Boy is heartbroken. Boy despairs. The pain lingers for years and morphs into shame. And this shame puts the boy in a tough position. Because now his Thinking Brain must make a choice: either (a) all girls are shit or (b) he is shit.

Our values aren’t just collections of feelings. Our values are stories.

When our Feeling Brain feels something, our Thinking Brain sets to work constructing a narrative to explain that something. Losing your job doesn’t just suck; you’ve constructed an entire narrative around it: Your asshole boss wronged you after years of loyalty! You gave yourself to that company! And what did you get in return?

Our narratives are sticky, clinging to our minds and hanging onto our identities like tight, wet clothes. We carry them around with us and define ourselves by them. We trade narratives with others, looking for people whose narratives match our own. We call these people friends, allies, good people. And those who carry narratives that contradict our own? We call them evil.

Our narratives about ourselves and the world are fundamentally about (a) something or someone’s value and (b) whether that something/someone deserves that value. All narratives are constructed in this way:

Bad thing happens to person/thing, and he/she/it doesn’t deserve it.

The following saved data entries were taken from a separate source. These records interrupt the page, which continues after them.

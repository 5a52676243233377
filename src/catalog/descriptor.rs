use std::collections::HashMap;
use std::fmt;
use std::sync::Arc;

use iceberg::{Catalog, NamespaceIdent, TableIdent};
use iceberg_catalog_glue::{GlueCatalog, GlueCatalogConfig};
use iceberg_catalog_rest::{RestCatalog, RestCatalogConfig};

use super::AppendError;
use crate::config::AppConfig;

// Property constants for REST catalog
const REST_TOKEN: &str = "token";

// Property constants for Glue catalog
const AWS_REGION: &str = "region_name";
const S3_REGION: &str = "s3.region";

/// Which catalog service owns the target table.
#[derive(Debug, Clone, PartialEq, Eq)]
pub enum CatalogKind {
    /// AWS Glue, authenticated through the ambient credential chain.
    Glue { region: String },
    Rest { uri: String, token: Option<String> },
}

/// Everything needed to load the catalog.
#[derive(Debug, Clone, PartialEq, Eq)]
pub struct CatalogDescriptor {
    pub kind: CatalogKind,
    /// Warehouse location (e.g., s3://bucket/iceberg/)
    pub warehouse: String,
}

impl CatalogDescriptor {
    pub fn from_config(config: &AppConfig) -> Result<Self, AppendError> {
        let kind = match config.catalog.catalog_type.as_str() {
            "glue" => CatalogKind::Glue {
                region: config.aws_region.clone(),
            },
            "rest" => CatalogKind::Rest {
                uri: config.catalog.uri.clone().ok_or_else(|| {
                    AppendError::CatalogLoad("REST catalog requires 'uri'".to_string())
                })?,
                token: config.catalog.token.clone(),
            },
            other => {
                return Err(AppendError::CatalogLoad(format!(
                    "unknown catalog type '{}'",
                    other
                )))
            }
        };

        Ok(Self {
            kind,
            warehouse: config.warehouse(),
        })
    }

    /// Extra properties handed to the catalog client. The warehouse and the
    /// REST uri travel in the catalog config itself.
    pub fn properties(&self) -> HashMap<String, String> {
        let mut props = HashMap::new();
        match &self.kind {
            CatalogKind::Glue { region } => {
                props.insert(AWS_REGION.to_string(), region.clone());
                props.insert(S3_REGION.to_string(), region.clone());
            }
            CatalogKind::Rest { token, .. } => {
                if let Some(token) = token {
                    props.insert(REST_TOKEN.to_string(), token.clone());
                }
            }
        }
        props
    }

    /// Build an Iceberg catalog client.
    pub async fn load(&self) -> Result<Arc<dyn Catalog>, AppendError> {
        let props = self.properties();

        match &self.kind {
            CatalogKind::Glue { .. } => {
                let config = GlueCatalogConfig::builder()
                    .warehouse(self.warehouse.clone())
                    .props(props)
                    .build();
                let catalog = GlueCatalog::new(config)
                    .await
                    .map_err(|e| AppendError::CatalogLoad(e.to_string()))?;
                Ok(Arc::new(catalog))
            }
            CatalogKind::Rest { uri, .. } => {
                let config = RestCatalogConfig::builder()
                    .uri(uri.clone())
                    .warehouse(self.warehouse.clone())
                    .props(props)
                    .build();
                Ok(Arc::new(RestCatalog::new(config)))
            }
        }
    }
}

/// Two-part table identifier: namespace (Glue database) and table.
#[derive(Debug, Clone, PartialEq, Eq)]
pub struct TableName {
    pub namespace: String,
    pub table: String,
}

impl TableName {
    pub fn new(namespace: impl Into<String>, table: impl Into<String>) -> Self {
        Self {
            namespace: namespace.into(),
            table: table.into(),
        }
    }

    pub fn to_ident(&self) -> Result<TableIdent, AppendError> {
        let parts: Vec<&str> = self.namespace.split('.').collect();
        let namespace =
            NamespaceIdent::from_strs(&parts).map_err(|e| AppendError::TableLoad(e.to_string()))?;
        Ok(TableIdent::new(namespace, self.table.clone()))
    }
}

impl fmt::Display for TableName {
    fn fmt(&self, f: &mut fmt::Formatter<'_>) -> fmt::Result {
        write!(f, "{}.{}", self.namespace, self.table)
    }
}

Good thing happens to person/thing, and he/she/it doesn’t deserve it.

Good thing happens to person/thing, and he/she/it deserves it.

Bad thing happens to person/thing, and he/she/it deserves it.

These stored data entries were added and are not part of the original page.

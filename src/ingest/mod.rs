//! Extraction of one partition from object storage through DuckDB.

mod accumulator;
mod engine;
mod error;
mod session;
mod template;

pub use accumulator::{AccumulatedTable, BatchAccumulator, Extraction};
pub use engine::{EngineSettings, WarmEngine};
pub use error::IngestError;
pub use session::{DuckDbSession, DuckDbSessionFactory, SessionFactory};
pub use template::{QueryTemplate, DEFAULT_EXTRACT_QUERY, SOURCE_PATH_MARKER};
//! Parquet data file writers, one open file per partition value.

use std::collections::HashMap;
use std::sync::Arc;

use arrow_array_55::{Array, ArrayRef, RecordBatch, StructArray, UInt32Array};
use arrow_schema_55::{DataType, Fields};
use arrow_select_55::take::take_record_batch;
use iceberg::arrow::{arrow_struct_to_literal, type_to_arrow_type};
use iceberg::spec::{
    DataFile, DataFileFormat, Literal, PartitionSpec, Schema, Struct, StructType, Type,
};
use iceberg::table::Table;
use iceberg::transform::{create_transform_function, BoxedTransformFunction};
use iceberg::writer::base_writer::data_file_writer::{DataFileWriter, DataFileWriterBuilder};
use iceberg::writer::file_writer::location_generator::{
    DefaultFileNameGenerator, DefaultLocationGenerator,
};
use iceberg::writer::file_writer::ParquetWriterBuilder;
use iceberg::writer::{IcebergWriter, IcebergWriterBuilder};
use parquet_55::file::properties::WriterProperties;
use tracing::debug;

use super::AppendError;

type FileBuilder = ParquetWriterBuilder<DefaultLocationGenerator, DefaultFileNameGenerator>;

struct OpenFile {
    writer: DataFileWriter<FileBuilder>,
    written: usize,
}

/// Writes batches bound to the table schema into data files for the table's
/// default partition spec. A partition's file is closed once the in-memory size
/// written to it reaches the target size; the next batch opens a fresh one.
pub(super) struct DataFileFanout {
    file_builder: FileBuilder,
    spec_id: i32,
    splitter: Option<PartitionSplitter>,
    target_size: usize,
    open: HashMap<Option<Struct>, OpenFile>,
    closed: Vec<DataFile>,
}

impl DataFileFanout {
    pub(super) fn new(table: &Table, target_size: usize) -> Result<Self, AppendError> {
        let metadata = table.metadata();
        let location_generator = DefaultLocationGenerator::new(metadata.clone())
            .map_err(|e| AppendError::Write(e.to_string()))?;
        let file_name_generator = DefaultFileNameGenerator::new(
            format!("iceload-{}", nanoid::nanoid!(8)),
            None,
            DataFileFormat::Parquet,
        );
        let file_builder = ParquetWriterBuilder::new(
            WriterProperties::default(),
            metadata.current_schema().clone(),
            table.file_io().clone(),
            location_generator,
            file_name_generator,
        );

        let spec = metadata.default_partition_spec();
        let splitter = if spec.is_unpartitioned() {
            None
        } else {
            Some(PartitionSplitter::new(spec, metadata.current_schema())?)
        };

        Ok(Self {
            file_builder,
            spec_id: metadata.default_partition_spec_id(),
            splitter,
            target_size,
            open: HashMap::new(),
            closed: Vec::new(),
        })
    }

    pub(super) async fn write(&mut self, batch: RecordBatch) -> Result<(), AppendError> {
        let parts = match &self.splitter {
            Some(splitter) => splitter
                .split(&batch)?
                .into_iter()
                .map(|(value, part)| (Some(value), part))
                .collect(),
            None => vec![(None, batch)],
        };

        for (partition, part) in parts {
            self.write_partition(partition, part).await?;
        }
        Ok(())
    }

    async fn write_partition(
        &mut self,
        partition: Option<Struct>,
        batch: RecordBatch,
    ) -> Result<(), AppendError> {
        let mut file = match self.open.remove(&partition) {
            Some(file) => file,
            None => OpenFile {
                writer: DataFileWriterBuilder::new(
                    self.file_builder.clone(),
                    partition.clone(),
                    self.spec_id,
                )
                .build()
                .await
                .map_err(|e| AppendError::Write(e.to_string()))?,
                written: 0,
            },
        };

        file.written += batch.get_array_memory_size();
        file.writer
            .write(batch)
            .await
            .map_err(|e| AppendError::Write(e.to_string()))?;

        if file.written >= self.target_size {
            self.close_file(file).await
        } else {
            self.open.insert(partition, file);
            Ok(())
        }
    }

    async fn close_file(&mut self, mut file: OpenFile) -> Result<(), AppendError> {
        let files = file
            .writer
            .close()
            .await
            .map_err(|e| AppendError::Write(e.to_string()))?;
        self.closed.extend(files);
        Ok(())
    }

    /// Close every open file and return all data files written.
    pub(super) async fn finish(mut self) -> Result<Vec<DataFile>, AppendError> {
        let open: Vec<OpenFile> = self.open.drain().map(|(_, file)| file).collect();
        for file in open {
            self.close_file(file).await?;
        }
        debug!(data_files = self.closed.len(), "Data files closed");
        Ok(self.closed)
    }
}

/// Computes partition values for each row and groups rows by value.
struct PartitionSplitter {
    /// Source column position and transform, one per partition field.
    sources: Vec<(usize, BoxedTransformFunction)>,
    partition_type: StructType,
    partition_fields: Fields,
}

impl PartitionSplitter {
    fn new(spec: &PartitionSpec, schema: &Schema) -> Result<Self, AppendError> {
        let partition_type = spec
            .partition_type(schema)
            .map_err(|e| AppendError::Unsupported(e.to_string()))?;
        let partition_fields = match type_to_arrow_type(&Type::Struct(partition_type.clone())) {
            Ok(DataType::Struct(fields)) => fields,
            Ok(other) => {
                return Err(AppendError::Unsupported(format!(
                    "partition type maps to {}",
                    other
                )))
            }
            Err(e) => return Err(AppendError::Unsupported(e.to_string())),
        };

        let columns = schema.as_struct().fields();
        let sources = spec
            .fields()
            .iter()
            .map(|field| {
                let position = columns
                    .iter()
                    .position(|column| column.id == field.source_id)
                    .ok_or_else(|| {
                        AppendError::Unsupported(format!(
                            "partition field '{}' is not sourced from a top-level column",
                            field.name
                        ))
                    })?;
                let transform = create_transform_function(&field.transform)
                    .map_err(|e| AppendError::Unsupported(e.to_string()))?;
                Ok((position, transform))
            })
            .collect::<Result<Vec<_>, AppendError>>()?;

        Ok(Self {
            sources,
            partition_type,
            partition_fields,
        })
    }

    /// Split a batch into one batch per distinct partition value, in order of
    /// first appearance.
    fn split(&self, batch: &RecordBatch) -> Result<Vec<(Struct, RecordBatch)>, AppendError> {
        let transformed = self
            .sources
            .iter()
            .map(|(position, transform)| transform.transform(batch.column(*position).clone()))
            .collect::<iceberg::Result<Vec<ArrayRef>>>()
            .map_err(|e| AppendError::Write(format!("partition transform: {}", e)))?;
        let values: ArrayRef = Arc::new(
            StructArray::try_new(self.partition_fields.clone(), transformed, None)
                .map_err(|e| AppendError::Write(format!("partition values: {}", e)))?,
        );
        let literals = arrow_struct_to_literal(&values, &self.partition_type)
            .map_err(|e| AppendError::Write(format!("partition values: {}", e)))?;

        let mut groups: Vec<(Struct, Vec<u32>)> = Vec::new();
        let mut slots: HashMap<Struct, usize> = HashMap::new();
        for (row, literal) in literals.into_iter().enumerate() {
            let Some(Literal::Struct(value)) = literal else {
                return Err(AppendError::Write(format!(
                    "row {} has no partition value",
                    row
                )));
            };
            let slot = match slots.get(&value) {
                Some(slot) => *slot,
                None => {
                    slots.insert(value.clone(), groups.len());
                    groups.push((value, Vec::new()));
                    groups.len() - 1
                }
            };
            groups[slot].1.push(row as u32);
        }

        if groups.len() == 1 {
            let (value, _) = groups.remove(0);
            return Ok(vec![(value, batch.clone())]);
        }

        groups
            .into_iter()
            .map(|(value, rows)| {
                let part = take_record_batch(batch, &UInt32Array::from(rows))
                    .map_err(|e| AppendError::Write(e.to_string()))?;
                Ok((value, part))
            })
            .collect()
    }
}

Every book, myth, fable, history—all human meaning that’s communicated and remembered is merely the daisy-chaining of these little value-laden narratives, one after the other, from now until eternity.31

These narratives we invent for ourselves around what’s important and what’s not, what is deserving and what is not—these stories stick with us and define us, they determine how we fit ourselves into the world and with each other. They determine how we feel about ourselves—whether we deserve a good life or not, whether we deserve to be loved or not, whether we deserve success or not—and they define what we know and understand about ourselves.

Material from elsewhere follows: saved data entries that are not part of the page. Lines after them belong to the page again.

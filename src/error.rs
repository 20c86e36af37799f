//! Error handling for Smacker decoding
//!
//! This module re-exports the error type used throughout the decoder.
//! It uses thiserror for ergonomic error handling and groups failures into
//! I/O, format and unsupported-feature errors.

pub use crate::common::Result;
pub use crate::common::SmackerError;
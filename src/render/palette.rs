//! Palette record decompression
//!
//! A palette record rebuilds all 256 entries from three commands: copy a
//! run from the previous palette at the running source index (`0x80`),
//! copy a run from an explicit source index (`0x40`), or a literal RGB
//! triple of 6-bit components.

use crate::common::{PALETTE_ENTRIES, PALETTE_RAMP, PALETTE_SIZE};
use crate::SmackerError;
use log::warn;

/// Record command: copy from the running source index
const CMD_COPY_RUN: u8 = 0x80;

/// Record command: copy from an explicit source index
const CMD_COPY_FROM: u8 = 0x40;

/// Copy `count` entries from `previous[src..]` into `palette[dst..]`
///
/// Out-of-range runs zero-fill what fits and report a fault; without a
/// previous palette the run is zero-filled.
fn copy_run(
    palette: &mut [u8],
    previous: Option<&[u8]>,
    dst: usize,
    src: usize,
    count: usize,
    faults: &mut Vec<SmackerError>,
) {
    let fits = dst + count <= PALETTE_ENTRIES && src + count <= PALETTE_ENTRIES;
    let end = (dst + count).min(PALETTE_ENTRIES);
    let target = &mut palette[dst * 3..end * 3];

    match previous {
        Some(prev) if fits => target.copy_from_slice(&prev[src * 3..(src + count) * 3]),
        _ => target.fill(0),
    }

    if !fits {
        warn!(
            "palette copy overflow: {} entries from {} to {}",
            count, src, dst
        );
        faults.push(SmackerError::InvalidData(format!(
            "palette copy of {} entries from {} to {} overflows",
            count, src, dst
        )));
    }
}

/// Decode a palette record body (the bytes after the length byte)
///
/// Returns the new 768-byte palette. Recoverable problems are appended to
/// `faults`; entries that could not be decoded are zero.
pub fn decode(body: &[u8], previous: Option<&[u8]>, faults: &mut Vec<SmackerError>) -> Vec<u8> {
    let previous = previous.filter(|prev| prev.len() >= PALETTE_SIZE);
    let mut palette = vec![0u8; PALETTE_SIZE];
    let mut pos = 0;
    let mut dst = 0;
    let mut src = 0;

    while dst < PALETTE_ENTRIES && pos < body.len() {
        let cmd = body[pos];

        if cmd & CMD_COPY_RUN != 0 {
            let count = (cmd & 0x7F) as usize + 1;
            copy_run(&mut palette, previous, dst, src, count, faults);
            dst += count;
            src += count;
            pos += 1;
        } else if cmd & CMD_COPY_FROM != 0 {
            let count = (cmd & 0x3F) as usize + 1;
            let Some(&from) = body.get(pos + 1) else {
                faults.push(SmackerError::InvalidData(
                    "palette copy command missing its source index".to_string(),
                ));
                break;
            };
            src = from as usize;
            copy_run(&mut palette, previous, dst, src, count, faults);
            dst += count;
            pos += 2;
        } else {
            let Some(rgb) = body.get(pos..pos + 3) else {
                faults.push(SmackerError::InvalidData(
                    "palette literal entry truncated".to_string(),
                ));
                break;
            };
            for (out, &component) in palette[dst * 3..dst * 3 + 3].iter_mut().zip(rgb) {
                *out = PALETTE_RAMP[(component & 0x3F) as usize];
            }
            dst += 1;
            pos += 3;
        }
    }

    palette
}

This network of value-based narratives is our identity. When you think to yourself, I’m a pretty bad-ass boat captain, har-de-har, that is a narrative you’ve constructed to define yourself and to know yourself. It’s a component of your walking, talking self that you introduce to others and plaster all over your Facebook page. You captain boats, and you do it damn well, and therefore you deserve good things.

But here’s the funny thing: when you adopt these little narratives as your identity, you protect them and react emotionally to them as though they were an inherent part of you. The same way that getting punched will cause a violent emotional reaction, someone coming up and saying you’re a shitty boat captain will produce a similarly negative emotional reaction, because we react to protect the metaphysical body just as we protect the physical.

Our identities snowball through our lives, accumulating more and more values and meaning as they tumble along. You are close with your mom growing up, and that relationship brings you hope, so you construct a story in your mind that comes to partly define you, just as your thick hair or your brown eyes or your creepy toenails define you. Your mom is a huge part of your life. Your mom is an amazing woman. You owe everything to your mom . . . and other shit people say at the Academy Awards. You then protect that piece of your identity as if it were a part of you. Someone comes along and talks shit about your mom, and you absolutely lose your mind and start breaking things.

Then that experience creates a new narrative and new value in your mind. You, you decide, have anger issues . . . especially around your mother. And now that becomes an inherent part of your identity.

And on and on it goes.

The longer we’ve held a value, the deeper inside the snowball it is and the more fundamental it is to how we see ourselves and how we see the world. Like interest on a bank loan, our values compound over time, growing stronger and coloring future experiences. It’s not just the bullying from when you were in grade school that fucks you up. It’s the bullying plus all the self-loathing and narcissism you brought to decades worth of future relationships, causing them all to fail, that adds up over time.

Psychologists don’t know much for certain,32 but one thing they definitely do know is that childhood trauma fucks us up.33 This “snowball effect” of early values is why our childhood experiences, both good and bad, have long-lasting effects on our identities and generate the fundamental values that go on to define much of our lives. Your early experiences become your core values, and if your core values are fucked up, they create a domino effect of suckage that extends through the years, infecting experiences large and small with their toxicity.

When we’re young, we have tiny and fragile identities. We’ve experienced little. We’re completely dependent on our caretakers for everything, and inevitably, they’re going to mess it up. Neglect or harm can cause extreme emotional reactions, resulting in large moral gaps that are never equalized. Dad walks out, and your three-year-old Feeling Brain decides that you were never lovable in the first place. Mom abandons you for some rich new husband, and you decide that intimacy doesn’t exist, that no one can ever be trusted.